Vincent Terrail-Novès (LR) est maire de Balma depuis presque deux ans. Comment le qualifiez-vous ?
Plus que de parler de l'homme, je préfère parler de son action, même si les deux sont bien sûr étroitement liés. Ce que je déplore le plus, c'est sa politique clivante au service de son ambition personnelle. Je constate que beaucoup de Balmanais témoignent de leurs difficultés à communiquer avec lui et ressentent un rejet de sa part. Or, quand on dirige Balma, il faut s'adresser à l'ensemble des Balmanais et faire les choses pour tout le monde. C'est le fondement de l'action politique. Sa politique est celle d'une droite dure dont les seules priorités sont la sécurité et les finances. Une droite qui court après l'extrême droite et qui prend des décisions seule dans son coin, sans concertation et sans considération pour le débat démocratique avec les Balmanais et l'opposition à laquelle il laisse peu de place.

Pourquoi dites-vous qu'il laisse peu de place à l'opposition ?
Le maire de Balma ne nous laisse pas une capacité d'existence forte.
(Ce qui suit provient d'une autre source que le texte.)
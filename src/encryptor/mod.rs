// src/encryptor/mod.rs

//! Export side of the envelope.
//!
//! Core API: [`export_envelope`] writes `IV ‖ AES-256-CBC(pad(gzip(records))) ‖ HMAC`.
//! The stages are public for callers that assemble envelopes by hand.

pub(crate) mod export;
pub(crate) mod stream;
pub(crate) mod write;

#[cfg(test)]
pub(crate) use export::export_envelope_with_iv;
pub use export::{export_envelope, ExportSummary};
pub use stream::encrypt_stream;
pub use write::{write_iv, MacWriter};
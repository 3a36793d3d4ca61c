// benches/import.rs
use backup_envelope::{export_envelope, BackupConfig, ImportVerifier, KeyMaterial};
use criterion::{criterion_group, criterion_main, BenchmarkId, Criterion, Throughput};
use std::hint::black_box;
use std::io::{self, Cursor};

fn bench_import(c: &mut Criterion) {
    let mut group = c.benchmark_group("import_two_pass");
    let keys = KeyMaterial::from_bytes([0x11; 32], &[0x22; 32]).unwrap();
    let config = BackupConfig::default();

    for &size in &[1024usize, 64 * 1024, 1024 * 1024, 10 * 1024 * 1024] {
        let record: Vec<u8> = (0..size).map(|i| (i % 251) as u8).collect();
        let mut envelope = Vec::new();
        export_envelope(std::iter::once(record), &mut envelope, &keys, &config).unwrap();
        let factory = || Ok::<_, io::Error>(Cursor::new(envelope.as_slice()));

        group.throughput(Throughput::Bytes(size as u64));
        group.bench_with_input(BenchmarkId::new("size", size), &size, |b, _| {
            b.iter(|| {
                let mut sink: Vec<Vec<u8>> = Vec::new();
                ImportVerifier::new(&factory, &mut sink, &keys, &config)
                    .run()
                    .unwrap();
                black_box(sink)
            });
        });
    }

    group.finish();
}

criterion_group!(benches, bench_import);
criterion_main!(benches);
Il utilise plusieurs moyens pour faire en sorte que nous existions le moins possible. Par exemple, il n'autorise qu'un seul élu de l'opposition dans les commissions municipales. Ces commissions sont faites pour préparer les conseils municipaux. Quand Alain Fillola (PS) était maire, l'opposition avait 2 ou 3 représentants par commission. Ils pouvaient participer. Cette possibilité aujourd'hui n'est plus offerte. C'est difficile d'être entendu dans cette configuration : il fait en sorte que nous ne puissions pas nous exprimer. Cette volonté d'entrave décuple nos forces. Notre groupe travaille d'autant plus et connaît très bien les dossiers.
Autre exemple, lors de la cérémonie d'accueil des nouveaux Balmanais, samedi dernier (13 février, NDLR). Il a présenté tous les élus de sa majorité et ignoré les élus d'opposition pourtant bien présents. De nombreux nouveaux Balmanais se sont offusqués de ce mépris et de ce manque de respect de la démocratie.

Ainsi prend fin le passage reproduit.